Teamwork came second. Nearly four million active job listings mention collaboration as a key requirement. Effective teamwork involves recognizing unspoken tensions, adapting to communication styles, managing personalities, and building long-term trust. It received a human dependency score of 79 out of 100.
Negotiation ranked third. Almost 2.8 million job postings seek professionals with negotiation abilities. While AI tools can assist with preparation and research, machines will only automate about 47 per cent of negotiation work. The remaining tasks require reading body language, understanding tone, and responding to emotional cues. The skill scored 89 out of 100 for human dependency.

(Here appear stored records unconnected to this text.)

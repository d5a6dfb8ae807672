mod commands;

use std::path::PathBuf;

use clap::{Parser, Subcommand};

#[derive(Parser)]
#[command(name = "dockyard", about = "Publish Docker images for new Strapi releases")]
#[command(version)]
struct Cli {
    /// Config file (default: ./dockyard.toml). Paths inside it are relative
    /// to the working directory.
    #[arg(long, global = true)]
    config: Option<PathBuf>,

    #[command(subcommand)]
    command: Commands,
}

#[derive(Subcommand)]
enum Commands {
    /// Show the latest upstream release next to the recorded marker
    Check,
    /// Record a new upstream release and publish it
    ///
    /// The marker is written before anything is built. If publishing then
    /// fails, later runs see the marker as up to date and will not retry;
    /// recover with `dockyard publish <VERSION>`.
    Watch {
        /// Commit and push the marker file after it changes
        #[arg(long)]
        commit: bool,
        /// Only record the new release; leave publishing to a later run
        #[arg(long)]
        no_publish: bool,
        /// Build for every platform in build.multi_platform
        #[arg(long)]
        multi_platform: bool,
    },
    /// Build and push the images for a version
    Publish {
        /// Version to publish, e.g. 5.1.0 or 5.0.0-rc.1
        #[arg(required_unless_present = "from_marker", conflicts_with = "from_marker")]
        version: Option<String>,
        /// Publish the version recorded in the marker
        #[arg(long)]
        from_marker: bool,
        /// Target platform (repeatable), e.g. linux/arm64
        #[arg(long = "platform", conflicts_with = "multi_platform")]
        platforms: Vec<String>,
        /// Build for every platform in build.multi_platform
        #[arg(long)]
        multi_platform: bool,
    },
    /// Print the images, tags and build args for a version without building
    Plan {
        version: String,
        /// Plan for every platform in build.multi_platform
        #[arg(long)]
        multi_platform: bool,
    },
    /// Inspect or set the version marker
    Marker {
        #[command(subcommand)]
        action: MarkerAction,
    },
    /// Check docker, buildx, git, gh, config and credentials
    Doctor,
    /// Manage GitHub Actions workflows
    Ci {
        #[command(subcommand)]
        action: CiAction,
    },
}

#[derive(Subcommand)]
enum MarkerAction {
    /// Print the recorded version
    Show,
    /// Record a version
    Set {
        version: String,
        /// Only write if the marker currently holds this version
        #[arg(long)]
        expect: Option<String>,
    },
}

#[derive(Subcommand)]
enum CiAction {
    /// Write the watch and publish workflows under .github/workflows
    Init {
        /// Overwrite existing workflow files
        #[arg(long)]
        force: bool,
    },
}

#[tokio::main]
async fn main() -> anyhow::Result<()> {
    tracing_subscriber::fmt()
        .with_env_filter(
            tracing_subscriber::EnvFilter::try_from_default_env()
                // arch-lint: allow(no-silent-result-drop) reason="unset or malformed RUST_LOG falls back to info"
                .unwrap_or_else(|_| tracing_subscriber::EnvFilter::new("info")),
        )
        .with_writer(std::io::stderr)
        .init();

    if let Err(e) = dotenvy::dotenv() {
        if !e.not_found() {
            tracing::warn!(error = %e, "failed to load .env");
        }
    }

    let cli = Cli::parse();
    let config = cli.config.as_deref();

    match cli.command {
        Commands::Check => commands::check(config).await?,
        Commands::Watch {
            commit,
            no_publish,
            multi_platform,
        } => commands::watch(config, commit, no_publish, multi_platform).await?,
        Commands::Publish {
            version,
            from_marker,
            platforms,
            multi_platform,
        } => {
            commands::publish(config, version.as_deref(), from_marker, platforms, multi_platform)
                .await?
        }
        Commands::Plan {
            version,
            multi_platform,
        } => commands::plan(config, &version, multi_platform)?,
        Commands::Marker { action } => match action {
            MarkerAction::Show => commands::marker_show(config)?,
            MarkerAction::Set { version, expect } => {
                commands::marker_set(config, &version, expect.as_deref())?
            }
        },
        Commands::Doctor => commands::doctor(config).await?,
        Commands::Ci { action } => match action {
            CiAction::Init { force } => commands::ci_init(config, force)?,
        },
    }

    Ok(())
}
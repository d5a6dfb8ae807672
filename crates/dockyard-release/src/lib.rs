//! Release detection and publishing for dockyard.
//!
//! A run is either scheduled (the [`Watcher`] compares the upstream `latest`
//! release with the marker and queues a [`ReleaseEvent`] when it moved) or
//! manual (an operator queues an event for an explicit version). Either way
//! the [`Pipeline`] hands each queued event to the [`Publisher`].
//!
//! [`ReleaseEvent`]: dockyard_core::ReleaseEvent

pub mod error;
pub mod pipeline;
pub mod publisher;
pub mod watcher;

pub use error::{MarkerWriteError, PipelineError, PublishError, PushFailure, RollbackFailure};
pub use pipeline::{
    InvalidTransition, Pipeline, RunOptions, RunOutcome, RunReport, RunState, RunTrace,
    TriggerQueue,
};
pub use publisher::{DescriptionStatus, PublishReport, Publisher, ReleaseStatus, VariantReport};
pub use watcher::{MarkerUpdate, Watcher};
//! Persisted "latest known upstream release" marker.
//!
//! Every store exposes a compare-and-swap write so that a manual publish
//! racing a scheduled watcher run surfaces as [`MarkerError::Conflict`]
//! instead of silently overwriting the other run's value.

use std::path::{Path, PathBuf};

use crate::config::{MarkerBackend, MarkerConfig};
use crate::error::MarkerError;
use crate::sqlite::SqliteMarkerStore;
use crate::ReleaseVersion;

/// Result of a successful [`MarkerStore::write_if_changed`].
#[derive(Debug, Clone, Copy, PartialEq, Eq)]
pub enum CasOutcome {
    /// The new value was persisted.
    Written,
    /// The stored value already equals the new value; nothing was written.
    Unchanged,
}

/// Storage for the version marker.
pub trait MarkerStore: Send + Sync {
    /// Read the current marker. `None` when no marker has been recorded yet.
    fn read(&self) -> Result<Option<ReleaseVersion>, MarkerError>;

    /// Persist `new` if the stored value still equals `expected`.
    ///
    /// Returns [`MarkerError::Conflict`] when the stored value differs from
    /// `expected`, and [`CasOutcome::Unchanged`] when it already equals `new`.
    fn write_if_changed(
        &self,
        expected: Option<&ReleaseVersion>,
        new: &ReleaseVersion,
    ) -> Result<CasOutcome, MarkerError>;

    /// Human-readable location, used in logs and errors.
    fn location(&self) -> String;

    /// Path of the file to commit when the marker changes, if the store is
    /// a plain file under version control.
    fn tracked_file(&self) -> Option<&Path> {
        None
    }
}

/// Open the store selected by the `[marker]` config section.
pub fn open_store(config: &MarkerConfig) -> Result<Box<dyn MarkerStore>, MarkerError> {
    match config.backend {
        MarkerBackend::File => Ok(Box::new(FileMarkerStore::new(&config.path))),
        MarkerBackend::Sqlite => Ok(Box::new(SqliteMarkerStore::open(
            &config.path,
            &config.key,
        )?)),
    }
}

/// Marker kept as a single-line text file, e.g. `5.0.0\n`.
pub struct FileMarkerStore {
    path: PathBuf,
}

impl FileMarkerStore {
    pub fn new(path: impl Into<PathBuf>) -> Self {
        Self { path: path.into() }
    }

    pub fn path(&self) -> &Path {
        &self.path
    }

    /// Write via a sibling temp file and rename, so readers never observe a
    /// partially written marker.
    fn write_atomic(&self, version: &ReleaseVersion) -> Result<(), MarkerError> {
        let write_err = |e| MarkerError::Write {
            path: self.path.clone(),
            source: e,
        };

        if let Some(parent) = self.path.parent()
            && !parent.as_os_str().is_empty()
        {
            std::fs::create_dir_all(parent).map_err(write_err)?;
        }

        let mut tmp = self.path.clone().into_os_string();
        tmp.push(".tmp");
        let tmp = PathBuf::from(tmp);

        std::fs::write(&tmp, format!("{version}\n")).map_err(|e| MarkerError::Write {
            path: tmp.clone(),
            source: e,
        })?;
        std::fs::rename(&tmp, &self.path).map_err(write_err)?;
        Ok(())
    }
}

impl MarkerStore for FileMarkerStore {
    fn read(&self) -> Result<Option<ReleaseVersion>, MarkerError> {
        let content = match std::fs::read_to_string(&self.path) {
            Ok(c) => c,
            Err(e) if e.kind() == std::io::ErrorKind::NotFound => return Ok(None),
            Err(e) => {
                return Err(MarkerError::Read {
                    path: self.path.clone(),
                    source: e,
                });
            }
        };

        let Some(line) = content.lines().next().map(str::trim).filter(|l| !l.is_empty()) else {
            return Ok(None);
        };

        ReleaseVersion::parse(line)
            .map(Some)
            .map_err(|e| MarkerError::Corrupt {
                location: self.location(),
                source: e,
            })
    }

    fn write_if_changed(
        &self,
        expected: Option<&ReleaseVersion>,
        new: &ReleaseVersion,
    ) -> Result<CasOutcome, MarkerError> {
        let current = self.read()?;

        if current.as_ref() == Some(new) {
            return Ok(CasOutcome::Unchanged);
        }

        if current.as_ref() != expected {
            return Err(MarkerError::Conflict {
                expected: expected.map(ToString::to_string),
                found: current.map(|v| v.to_string()),
            });
        }

        self.write_atomic(new)?;
        tracing::debug!(path = %self.path.display(), version = %new, "marker file written");
        Ok(CasOutcome::Written)
    }

    fn location(&self) -> String {
        self.path.display().to_string()
    }

    fn tracked_file(&self) -> Option<&Path> {
        Some(&self.path)
    }
}

#[cfg(test)]
mod tests {
    use super::*;
    use tempfile::TempDir;

    fn v(s: &str) -> ReleaseVersion {
        ReleaseVersion::parse(s).unwrap()
    }

    #[test]
    fn read_missing_file_is_none() {
        let tmp = TempDir::new().unwrap();
        let store = FileMarkerStore::new(tmp.path().join("nope.txt"));
        assert!(store.read().unwrap().is_none());
    }

    #[test]
    fn read_blank_file_is_none() {
        let tmp = TempDir::new().unwrap();
        let path = tmp.path().join("marker.txt");
        std::fs::write(&path, "\n").unwrap();
        assert!(FileMarkerStore::new(&path).read().unwrap().is_none());
    }

    #[test]
    fn read_corrupt_file_errors() {
        let tmp = TempDir::new().unwrap();
        let path = tmp.path().join("marker.txt");
        std::fs::write(&path, "not-a-version\n").unwrap();
        let err = FileMarkerStore::new(&path).read().unwrap_err();
        assert!(matches!(err, MarkerError::Corrupt { .. }));
    }

    #[test]
    fn first_write_creates_parent_dirs() {
        let tmp = TempDir::new().unwrap();
        let path = tmp.path().join("release-versions/strapi-latest.txt");
        let store = FileMarkerStore::new(&path);

        let outcome = store.write_if_changed(None, &v("5.0.0")).unwrap();

        assert_eq!(outcome, CasOutcome::Written);
        assert_eq!(std::fs::read_to_string(&path).unwrap(), "5.0.0\n");
        assert!(!tmp.path().join("release-versions/strapi-latest.txt.tmp").exists());
    }

    #[test]
    fn write_same_value_is_unchanged() {
        let tmp = TempDir::new().unwrap();
        let path = tmp.path().join("marker.txt");
        std::fs::write(&path, "5.0.0\n").unwrap();
        let store = FileMarkerStore::new(&path);

        let outcome = store
            .write_if_changed(Some(&v("5.0.0")), &v("5.0.0"))
            .unwrap();

        assert_eq!(outcome, CasOutcome::Unchanged);
    }

    #[test]
    fn write_with_stale_expectation_conflicts() {
        let tmp = TempDir::new().unwrap();
        let path = tmp.path().join("marker.txt");
        std::fs::write(&path, "5.1.0\n").unwrap();
        let store = FileMarkerStore::new(&path);

        let err = store
            .write_if_changed(Some(&v("5.0.0")), &v("5.2.0"))
            .unwrap_err();

        match err {
            MarkerError::Conflict { expected, found } => {
                assert_eq!(expected.as_deref(), Some("5.0.0"));
                assert_eq!(found.as_deref(), Some("5.1.0"));
            }
            other => panic!("unexpected error: {other}"),
        }
        assert_eq!(std::fs::read_to_string(&path).unwrap(), "5.1.0\n");
    }

    #[test]
    fn tracked_file_is_marker_path() {
        let store = FileMarkerStore::new("release-versions/strapi-latest.txt");
        assert_eq!(
            store.tracked_file(),
            Some(Path::new("release-versions/strapi-latest.txt"))
        );
    }
}
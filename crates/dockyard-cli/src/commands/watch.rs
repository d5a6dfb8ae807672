use std::path::Path;

use dockyard_release::{PipelineError, RunOptions, RunOutcome};

/// Scheduled run: compare upstream with the marker, record a change and
/// publish it.
pub async fn watch(
    config: Option<&Path>,
    commit: bool,
    no_publish: bool,
    multi_platform: bool,
) -> anyhow::Result<()> {
    let config = super::load_config(config)?;

    let mut options = RunOptions::from_config(&config);
    options.commit_marker |= commit;
    options.publish = !no_publish;
    options.platforms = super::select_platforms(&config, Vec::new(), multi_platform);

    println!("Checking {} on npm...", config.upstream.package);
    let mut pipeline = super::build_pipeline(config, options)?;
    let report = pipeline.run_scheduled().await;

    if let RunOutcome::Failed(PipelineError::Publish(_)) = &report.outcome {
        if let Some(event) = report.events.last() {
            eprintln!(
                "Marker already records {v}; the next watch will not retry it. Run `dockyard publish {v}`.",
                v = event.version
            );
        }
    }

    super::finish(report)
}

Coaching and mentoring also ranked among the least replaceable skills. Mentors must determine whether someone struggles due to lack of knowledge, confidence, motivation, or emotional support-a nuanced judgment machines cannot replicate. Nearly two-thirds of coaching-related tasks remain beyond AI's current capabilities.
Public speaking completed the top five. Communication delivered with confidence, conviction, and personal presence remains difficult for AI systems to imitate. Over 2.5 million job postings reference communication or public speaking abilities. The skill showed 74 per cent resistance to automation.
The broader picture for HR leaders
The remaining five skills in the top 10 are organizational leadership, people management, emotional intelligence, interpersonal skills, and change management.
The study's author argued that education systems may be prioritizing the wrong areas for long-term career security. Universities continue emphasizing STEM education and analytical training even as technical tasks become increasingly automatable.
For HR professionals, the implication is clear: professionals who develop communication, leadership, empathy, and decision-making abilities will be better positioned in an AI-driven economy than those relying solely on technical expertise.